▶ _Work instruction_:
Scan the entries below line by line and state how many lines contain the string "allocate", giving only the number.

▶ _Data supplied_:
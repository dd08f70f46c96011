//! Two-phase reference resolver.
//!
//! Phase 1 packs the base descriptors into containers. References between
//! descriptors are then lifted out as [`ReferenceEdge`]s, packed with a
//! separate capacity, and placed in phase-2 containers that depend on
//! every phase-1 container.
//!
//! Reference problems never abort the run. A descriptor whose references
//! are all invalid is excluded; otherwise only the invalid references are
//! dropped. Each dropped reference produces exactly one warning.

use stackpack_core::{
    Capacity, ForwardRef, NAME_SEPARATOR, ResourceDescriptor, ResourceId, ResourceIndex, Settings,
};
use tracing::debug;

use crate::allocator::{Allocatable, Allocation, AllocationContext, allocate};
use crate::diagnostics::{DiagnosticKind, DiagnosticSink, Diagnostics};
use crate::error::{PlanError, PlanResult};
use crate::graph::wire_phases;
use crate::packer::{Batch, Weighted, pack, summarize};
use crate::plan::{Plan, ReferenceEdge, ResourceRecord};

/// Stem for phase-1 child container names.
pub const PHASE1_BASE: &str = "phase1";
/// Stem for phase-2 child container names.
pub const PHASE2_BASE: &str = "phase2";

/// A reference to a different, existing descriptor.
#[derive(Debug)]
struct CrossRef<'a> {
    /// Position in the owner's `forward_refs`.
    index: usize,
    reference: &'a ForwardRef,
    target: ResourceId,
}

/// A descriptor admitted to phase 1.
#[derive(Debug)]
struct BaseResource<'a> {
    descriptor: &'a ResourceDescriptor,
    inline_refs: Vec<ForwardRef>,
    cross_refs: Vec<CrossRef<'a>>,
}

impl Weighted for BaseResource<'_> {
    fn cost(&self) -> u32 {
        self.descriptor.cost
    }
}

impl Allocatable for BaseResource<'_> {
    type Record = ResourceRecord;

    fn key(&self) -> String {
        self.descriptor.id.to_string()
    }

    fn record(&self) -> ResourceRecord {
        ResourceRecord {
            id: self.descriptor.id.clone(),
            payload: self.descriptor.payload.clone(),
            inline_refs: self.inline_refs.clone(),
        }
    }
}

impl Allocatable for ReferenceEdge {
    type Record = ReferenceEdge;

    fn key(&self) -> String {
        self.name.clone()
    }

    fn record(&self) -> ReferenceEdge {
        self.clone()
    }
}

/// Plans descriptors into phase-1 and phase-2 containers.
#[derive(Debug, Clone)]
pub struct Resolver {
    settings: Settings,
}

impl Resolver {
    pub fn new(settings: Settings) -> Self {
        Self { settings }
    }

    pub fn settings(&self) -> &Settings {
        &self.settings
    }

    /// Run both phases over `descriptors`.
    ///
    /// Fails only on configuration problems (duplicate ids, zero costs,
    /// empty namespace), before any packing happens.
    pub fn resolve(
        &self,
        descriptors: &[ResourceDescriptor],
        sink: &mut dyn DiagnosticSink,
    ) -> PlanResult<Plan> {
        if self.settings.namespace.is_empty() {
            return Err(PlanError::EmptyNamespace);
        }
        let index = ResourceIndex::build(descriptors)?;
        let mut diag = Diagnostics::new(sink);

        debug!(
            namespace = %self.settings.namespace,
            descriptors = descriptors.len(),
            "planning run"
        );

        let base = collect(descriptors, &index, &mut diag);

        let batches = pack(&base, self.settings.resource_capacity);
        report_packing(PHASE1_BASE, &batches, self.settings.resource_capacity, &mut diag);
        let phase1 = allocate(&batches, &self.phase1_context(), &mut diag);

        let edges = extract_edges(&base, &phase1, &mut diag);

        let batches = pack(&edges, self.settings.edge_capacity);
        report_packing(PHASE2_BASE, &batches, self.settings.edge_capacity, &mut diag);
        let phase2 = allocate(&batches, &self.phase2_context(), &mut diag);

        let phase1 = phase1.into_containers();
        let mut phase2 = phase2.into_containers();
        let dependencies = wire_phases(&phase1, &mut phase2);

        if !phase2.is_empty() {
            diag.info(
                DiagnosticKind::Dependencies,
                format!(
                    "{} phase-2 containers depend on {} phase-1 containers",
                    phase2.len(),
                    phase1.len()
                ),
            );
        }

        debug!(
            phase1 = phase1.len(),
            phase2 = phase2.len(),
            warnings = diag.warning_count(),
            "planning run complete"
        );

        Ok(Plan {
            namespace: self.settings.namespace.clone(),
            phase1,
            phase2,
            dependencies,
            diagnostics: diag.into_recorded(),
        })
    }

    fn phase1_context(&self) -> AllocationContext {
        let ns = &self.settings.namespace;
        AllocationContext::new(ns.as_str(), PHASE1_BASE, ns.as_str())
            .with_shared(self.settings.shared.clone())
    }

    fn phase2_context(&self) -> AllocationContext {
        let ns = &self.settings.namespace;
        AllocationContext::new(ns.as_str(), PHASE2_BASE, format!("{ns}-refs"))
            .with_shared(self.settings.shared.clone())
    }
}

/// Validate every reference and split descriptors into the base set.
fn collect<'a>(
    descriptors: &'a [ResourceDescriptor],
    index: &ResourceIndex,
    diag: &mut Diagnostics<'_>,
) -> Vec<BaseResource<'a>> {
    let mut base = Vec::with_capacity(descriptors.len());

    for descriptor in descriptors {
        let mut inline_refs = Vec::new();
        let mut cross_refs = Vec::new();
        let mut invalid = Vec::new();

        for (i, reference) in descriptor.forward_refs.iter().enumerate() {
            match reference.target.resolve(index) {
                Some(target) if *target == descriptor.id => inline_refs.push(reference.clone()),
                Some(target) => cross_refs.push(CrossRef {
                    index: i,
                    reference,
                    target: target.clone(),
                }),
                None => invalid.push(reference),
            }
        }

        let id = &descriptor.id;
        if !invalid.is_empty() && inline_refs.is_empty() && cross_refs.is_empty() {
            for reference in invalid {
                diag.warn(
                    DiagnosticKind::ExcludedDescriptor,
                    id.as_str(),
                    format!(
                        "excluding '{id}': invalid {} reference to '{}'",
                        reference.direction, reference.target
                    ),
                );
            }
            continue;
        }

        for reference in invalid {
            diag.warn(
                DiagnosticKind::InvalidReference,
                id.as_str(),
                format!(
                    "dropping {} reference from '{id}': unknown target '{}'",
                    reference.direction, reference.target
                ),
            );
        }

        base.push(BaseResource {
            descriptor,
            inline_refs,
            cross_refs,
        });
    }

    base
}

/// Lift cross references into edges whose endpoints both landed in phase 1.
fn extract_edges(
    base: &[BaseResource<'_>],
    phase1: &Allocation<ResourceRecord>,
    diag: &mut Diagnostics<'_>,
) -> Vec<ReferenceEdge> {
    let mut edges = Vec::new();

    for resource in base {
        let owner = &resource.descriptor.id;
        for cross in &resource.cross_refs {
            let direction = cross.reference.direction;
            let (source, target) = direction.orient(owner, &cross.target);
            let name = format!("{owner}{NAME_SEPARATOR}{direction}-{}", cross.index);

            match (phase1.location(source.as_str()), phase1.location(target.as_str())) {
                (Some(source_container), Some(target_container)) => edges.push(ReferenceEdge {
                    name,
                    owner: owner.clone(),
                    source: source.clone(),
                    target: target.clone(),
                    direction,
                    attributes: cross.reference.attributes.clone(),
                    cost: cross.reference.cost,
                    source_container: source_container.to_string(),
                    target_container: target_container.to_string(),
                }),
                _ => diag.warn(
                    DiagnosticKind::UnresolvedEdge,
                    name.as_str(),
                    format!(
                        "dropping edge '{name}': '{source}' or '{target}' has no phase-1 container"
                    ),
                ),
            }
        }
    }

    diag.info(
        DiagnosticKind::Packing,
        format!("collected {} reference edges for {PHASE2_BASE}", edges.len()),
    );
    edges
}

fn report_packing<T>(
    phase: &str,
    batches: &[Batch<'_, T>],
    capacity: Capacity,
    diag: &mut Diagnostics<'_>,
) {
    let summary = summarize(batches);
    diag.info(
        DiagnosticKind::Packing,
        format!(
            "{phase}: {} entries in {} batches ({} fragments), total cost {} at capacity {capacity}",
            summary.entries, summary.batches, summary.fragments, summary.total_cost
        ),
    );
}

#[cfg(test)]
mod tests {
    use super::*;
    use crate::diagnostics::{Diagnostic, NullSink};
    use stackpack_core::{ConfigError, Direction};

    fn settings(resource: i64, edge: i64) -> Settings {
        Settings {
            namespace: "test".to_string(),
            ..Settings::with_capacities(resource, edge).unwrap()
        }
    }

    fn resolve(descriptors: &[ResourceDescriptor], s: Settings) -> (Plan, Vec<Diagnostic>) {
        let mut sink: Vec<Diagnostic> = Vec::new();
        let plan = Resolver::new(s).resolve(descriptors, &mut sink).unwrap();
        (plan, sink)
    }

    #[test]
    fn no_descriptors_no_containers() {
        let (plan, _) = resolve(&[], settings(400, 200));
        assert!(plan.is_empty());
        assert!(plan.dependencies.is_empty());
    }

    #[test]
    fn descriptors_without_refs_skip_phase2() {
        let descriptors = vec![
            ResourceDescriptor::new("a", 1),
            ResourceDescriptor::new("b", 1),
        ];
        let (plan, _) = resolve(&descriptors, settings(400, 200));
        assert_eq!(plan.phase1.len(), 1);
        assert_eq!(plan.phase1[0].name, "test");
        assert!(plan.phase2.is_empty());
    }

    #[test]
    fn ingress_edge_runs_from_target_to_owner() {
        let descriptors = vec![
            ResourceDescriptor::new("web", 2),
            ResourceDescriptor::new("app", 2)
                .with_ref(ForwardRef::new("web", Direction::Ingress)),
        ];
        let (plan, _) = resolve(&descriptors, settings(2, 200));

        let edge = plan.edges().next().unwrap();
        assert_eq!(edge.name, "app/ingress-0");
        assert_eq!(edge.source.as_str(), "web");
        assert_eq!(edge.target.as_str(), "app");
        assert_eq!(edge.source_container, "test-phase1-0");
        assert_eq!(edge.target_container, "test-phase1-1");
    }

    #[test]
    fn mixed_references_keep_valid_ones() {
        let descriptors = vec![
            ResourceDescriptor::new("a", 1),
            ResourceDescriptor::new("b", 1)
                .with_ref(ForwardRef::new("a", Direction::Egress))
                .with_ref(ForwardRef::new("ghost", Direction::Egress)),
        ];
        let (plan, sink) = resolve(&descriptors, settings(400, 200));

        assert_eq!(plan.locate("b"), Some("test"));
        let warnings: Vec<&Diagnostic> = sink.iter().filter(|d| d.is_warning()).collect();
        assert_eq!(warnings.len(), 1);
        assert_eq!(warnings[0].kind, DiagnosticKind::InvalidReference);
        assert!(warnings[0].message.contains("ghost"));

        let edges: Vec<&ReferenceEdge> = plan.edges().collect();
        assert_eq!(edges.len(), 1);
        assert_eq!(edges[0].target.as_str(), "a");
    }

    #[test]
    fn self_references_stay_inline() {
        let descriptors = vec![
            ResourceDescriptor::new("loop", 1)
                .with_ref(ForwardRef::new("loop", Direction::Ingress)),
        ];
        let (plan, sink) = resolve(&descriptors, settings(400, 200));

        assert!(plan.phase2.is_empty());
        assert_eq!(plan.phase1[0].members[0].record.inline_refs.len(), 1);
        assert!(sink.iter().all(|d| !d.is_warning()));
    }

    #[test]
    fn edge_to_excluded_descriptor_is_dropped() {
        let descriptors = vec![
            ResourceDescriptor::new("orphan", 1)
                .with_ref(ForwardRef::new("missing", Direction::Egress)),
            ResourceDescriptor::new("client", 1)
                .with_ref(ForwardRef::new("orphan", Direction::Egress)),
        ];
        let (plan, sink) = resolve(&descriptors, settings(400, 200));

        assert_eq!(plan.locate("orphan"), None);
        assert_eq!(plan.locate("client"), Some("test"));
        assert!(plan.phase2.is_empty());
        let kinds: Vec<DiagnosticKind> =
            sink.iter().filter(|d| d.is_warning()).map(|d| d.kind).collect();
        assert_eq!(
            kinds,
            vec![DiagnosticKind::ExcludedDescriptor, DiagnosticKind::UnresolvedEdge]
        );
    }

    #[test]
    fn edges_split_by_edge_capacity() {
        let mut descriptors = vec![ResourceDescriptor::new("hub", 1)];
        for i in 0..5 {
            descriptors.push(
                ResourceDescriptor::new(format!("spoke-{i}"), 1)
                    .with_ref(ForwardRef::new("hub", Direction::Egress)),
            );
        }
        let (plan, _) = resolve(&descriptors, settings(400, 2));

        assert_eq!(plan.phase1.len(), 1);
        let names: Vec<&str> = plan.phase2.iter().map(|c| c.name.as_str()).collect();
        assert_eq!(names, vec!["test-phase2-0", "test-phase2-1", "test-phase2-2"]);
        assert!(plan
            .phase2
            .iter()
            .all(|c| c.parent.as_deref() == Some("test-refs")));
    }

    #[test]
    fn single_edge_batch_uses_refs_parent() {
        let descriptors = vec![
            ResourceDescriptor::new("a", 1),
            ResourceDescriptor::new("b", 1).with_ref(ForwardRef::new("a", Direction::Egress)),
        ];
        let (plan, _) = resolve(&descriptors, settings(400, 200));
        assert_eq!(plan.phase2.len(), 1);
        assert_eq!(plan.phase2[0].name, "test-refs");
        assert!(plan.phase2[0].depends_on.contains("test"));
    }

    #[test]
    fn duplicate_ids_abort_before_packing() {
        let descriptors = vec![
            ResourceDescriptor::new("a", 1),
            ResourceDescriptor::new("a", 1),
        ];
        let err = Resolver::new(settings(400, 200))
            .resolve(&descriptors, &mut NullSink)
            .unwrap_err();
        assert!(matches!(err, PlanError::Config(ConfigError::DuplicateId(_))));
    }

    #[test]
    fn empty_namespace_is_rejected() {
        let s = Settings {
            namespace: String::new(),
            ..Settings::default()
        };
        let err = Resolver::new(s).resolve(&[], &mut NullSink).unwrap_err();
        assert!(matches!(err, PlanError::EmptyNamespace));
    }
}
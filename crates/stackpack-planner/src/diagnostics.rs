//! Diagnostics emitted while planning.
//!
//! The planner never logs through global state on the caller's behalf.
//! Callers pass a [`DiagnosticSink`]; [`TracingSink`] forwards into
//! `tracing` for the CLI.

use std::fmt;

use serde::Serialize;
use tracing::{info, warn};

#[derive(Debug, Clone, Copy, PartialEq, Eq, Hash, Serialize)]
#[serde(rename_all = "snake_case")]
pub enum Severity {
    Info,
    Warning,
}

#[derive(Debug, Clone, Copy, PartialEq, Eq, Hash, Serialize)]
#[serde(rename_all = "snake_case")]
pub enum DiagnosticKind {
    /// Batch/interval summary from a packing pass.
    Packing,
    /// Container counts from an allocation pass.
    Allocation,
    /// A reference was dropped because its target id does not exist.
    InvalidReference,
    /// A descriptor was left out because none of its references are valid.
    ExcludedDescriptor,
    /// An edge endpoint has no phase-1 container.
    UnresolvedEdge,
    /// Dependency wiring summary.
    Dependencies,
}

#[derive(Debug, Clone, PartialEq, Eq, Serialize)]
pub struct Diagnostic {
    pub severity: Severity,
    pub kind: DiagnosticKind,
    /// The descriptor or edge the message is about, if any.
    #[serde(skip_serializing_if = "Option::is_none")]
    pub subject: Option<String>,
    pub message: String,
}

impl Diagnostic {
    pub fn is_warning(&self) -> bool {
        self.severity == Severity::Warning
    }
}

impl fmt::Display for Diagnostic {
    fn fmt(&self, f: &mut fmt::Formatter<'_>) -> fmt::Result {
        match self.severity {
            Severity::Info => write!(f, "info: {}", self.message),
            Severity::Warning => write!(f, "warning: {}", self.message),
        }
    }
}

/// Receives diagnostics as they are produced.
pub trait DiagnosticSink {
    fn emit(&mut self, diagnostic: &Diagnostic);
}

impl DiagnosticSink for Vec<Diagnostic> {
    fn emit(&mut self, diagnostic: &Diagnostic) {
        self.push(diagnostic.clone());
    }
}

/// Discards everything.
#[derive(Debug, Clone, Copy, Default)]
pub struct NullSink;

impl DiagnosticSink for NullSink {
    fn emit(&mut self, _diagnostic: &Diagnostic) {}
}

/// Forwards diagnostics to `tracing`.
#[derive(Debug, Clone, Copy, Default)]
pub struct TracingSink;

impl DiagnosticSink for TracingSink {
    fn emit(&mut self, d: &Diagnostic) {
        let subject = d.subject.as_deref().unwrap_or("-");
        match d.severity {
            Severity::Info => info!(kind = ?d.kind, subject, "{}", d.message),
            Severity::Warning => warn!(kind = ?d.kind, subject, "{}", d.message),
        }
    }
}

/// Forwards to a sink and keeps a copy for the finished plan.
pub struct Diagnostics<'s> {
    sink: &'s mut dyn DiagnosticSink,
    recorded: Vec<Diagnostic>,
}

impl<'s> Diagnostics<'s> {
    pub fn new(sink: &'s mut dyn DiagnosticSink) -> Self {
        Self {
            sink,
            recorded: Vec::new(),
        }
    }

    pub fn info(&mut self, kind: DiagnosticKind, message: impl Into<String>) {
        self.record(Diagnostic {
            severity: Severity::Info,
            kind,
            subject: None,
            message: message.into(),
        });
    }

    pub fn warn(&mut self, kind: DiagnosticKind, subject: impl Into<String>, message: impl Into<String>) {
        self.record(Diagnostic {
            severity: Severity::Warning,
            kind,
            subject: Some(subject.into()),
            message: message.into(),
        });
    }

    fn record(&mut self, diagnostic: Diagnostic) {
        self.sink.emit(&diagnostic);
        self.recorded.push(diagnostic);
    }

    pub fn warning_count(&self) -> usize {
        self.recorded.iter().filter(|d| d.is_warning()).count()
    }

    pub fn into_recorded(self) -> Vec<Diagnostic> {
        self.recorded
    }
}
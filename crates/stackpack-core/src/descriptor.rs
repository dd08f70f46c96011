//! Normalized resource descriptors shared across stackpack crates.

use std::collections::HashMap;
use std::fmt;

use serde::{Deserialize, Serialize};

use crate::error::{ConfigError, ConfigResult};

/// Reserved in ids; joins an id to generated suffixes such as fragment
/// parts and edge names.
pub const NAME_SEPARATOR: char = '/';

/// Unique identifier of a resource within one planning run. Never contains
/// [`NAME_SEPARATOR`].
#[derive(Debug, Clone, PartialEq, Eq, Hash, PartialOrd, Ord, Serialize, Deserialize)]
#[serde(transparent)]
pub struct ResourceId(String);

impl ResourceId {
    pub fn new(id: impl Into<String>) -> Self {
        Self(id.into())
    }

    pub fn as_str(&self) -> &str {
        &self.0
    }
}

impl fmt::Display for ResourceId {
    fn fmt(&self, f: &mut fmt::Formatter<'_>) -> fmt::Result {
        f.write_str(&self.0)
    }
}

impl std::borrow::Borrow<str> for ResourceId {
    fn borrow(&self) -> &str {
        &self.0
    }
}

/// An unvalidated pointer to another resource.
///
/// A token only becomes a [`ResourceId`] by resolving it through a
/// [`ResourceIndex`]; there is no conversion that skips the lookup.
#[derive(Debug, Clone, PartialEq, Eq, Hash, Serialize, Deserialize)]
#[serde(transparent)]
pub struct RefToken(String);

impl RefToken {
    pub fn new(token: impl Into<String>) -> Self {
        Self(token.into())
    }

    pub fn as_str(&self) -> &str {
        &self.0
    }

    /// The id this token names in `index`, or `None` for a dangling token.
    pub fn resolve<'i>(&self, index: &'i ResourceIndex) -> Option<&'i ResourceId> {
        index.resolve(self)
    }
}

impl fmt::Display for RefToken {
    fn fmt(&self, f: &mut fmt::Formatter<'_>) -> fmt::Result {
        f.write_str(&self.0)
    }
}

/// Which way a reference points.
#[derive(Debug, Clone, Copy, PartialEq, Eq, Hash, Serialize, Deserialize)]
#[serde(rename_all = "snake_case")]
pub enum Direction {
    /// The referenced resource is allowed in: traffic flows target → owner.
    Ingress,
    /// The owner reaches out: traffic flows owner → target.
    Egress,
}

impl Direction {
    /// Order `(owner, target)` into `(source, destination)`.
    pub fn orient<'a, T>(&self, owner: &'a T, target: &'a T) -> (&'a T, &'a T) {
        match self {
            Direction::Ingress => (target, owner),
            Direction::Egress => (owner, target),
        }
    }
}

impl fmt::Display for Direction {
    fn fmt(&self, f: &mut fmt::Formatter<'_>) -> fmt::Result {
        match self {
            Direction::Ingress => write!(f, "ingress"),
            Direction::Egress => write!(f, "egress"),
        }
    }
}

/// A reference from one descriptor to another.
#[derive(Debug, Clone, PartialEq, Serialize, Deserialize)]
pub struct ForwardRef {
    pub target: RefToken,
    pub direction: Direction,
    /// Opaque attributes carried onto the resulting edge.
    #[serde(default)]
    pub attributes: serde_json::Map<String, serde_json::Value>,
    /// Deployable sub-units the materialized edge contributes.
    #[serde(default = "default_cost")]
    pub cost: u32,
}

impl ForwardRef {
    pub fn new(target: impl Into<String>, direction: Direction) -> Self {
        Self {
            target: RefToken::new(target),
            direction,
            attributes: serde_json::Map::new(),
            cost: 1,
        }
    }
}

fn default_cost() -> u32 {
    1
}

/// One logical resource to deploy.
#[derive(Debug, Clone, PartialEq, Serialize, Deserialize)]
pub struct ResourceDescriptor {
    pub id: ResourceId,
    /// Deployable sub-units: the resource itself plus its rules and
    /// associations. Always at least 1.
    pub cost: u32,
    /// Forwarded to the deployment engine untouched.
    #[serde(default)]
    pub payload: serde_json::Value,
    #[serde(default)]
    pub forward_refs: Vec<ForwardRef>,
}

impl ResourceDescriptor {
    pub fn new(id: impl Into<String>, cost: u32) -> Self {
        Self {
            id: ResourceId::new(id),
            cost,
            payload: serde_json::Value::Null,
            forward_refs: Vec::new(),
        }
    }

    pub fn with_ref(mut self, forward_ref: ForwardRef) -> Self {
        self.forward_refs.push(forward_ref);
        self
    }

    pub fn with_payload(mut self, payload: serde_json::Value) -> Self {
        self.payload = payload;
        self
    }
}

/// Lookup from id to input position, built once per run.
#[derive(Debug, Clone, Default)]
pub struct ResourceIndex {
    positions: HashMap<ResourceId, usize>,
}

impl ResourceIndex {
    /// Index `descriptors`, rejecting duplicate ids, reserved characters
    /// and zero costs.
    pub fn build(descriptors: &[ResourceDescriptor]) -> ConfigResult<Self> {
        let mut positions = HashMap::with_capacity(descriptors.len());
        for (i, d) in descriptors.iter().enumerate() {
            if d.id.as_str().contains(NAME_SEPARATOR) {
                return Err(ConfigError::ReservedSeparator {
                    id: d.id.to_string(),
                    separator: NAME_SEPARATOR,
                });
            }
            if d.cost == 0 {
                return Err(ConfigError::ZeroCost(d.id.to_string()));
            }
            if let Some(r) = d.forward_refs.iter().find(|r| r.cost == 0) {
                return Err(ConfigError::ZeroCost(format!("{} -> {}", d.id, r.target)));
            }
            if positions.insert(d.id.clone(), i).is_some() {
                return Err(ConfigError::DuplicateId(d.id.to_string()));
            }
        }
        Ok(Self { positions })
    }

    /// Resolve a reference token to the id it names, if any.
    pub fn resolve(&self, token: &RefToken) -> Option<&ResourceId> {
        self.positions
            .get_key_value(token.as_str())
            .map(|(id, _)| id)
    }
}
pub mod config;
pub mod descriptor;
pub mod error;
pub mod manifest;

pub use config::{Capacity, Settings};
pub use descriptor::*;
pub use error::{ConfigError, ConfigResult};
pub use manifest::Manifest;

▶ _Solution for this problem_:
3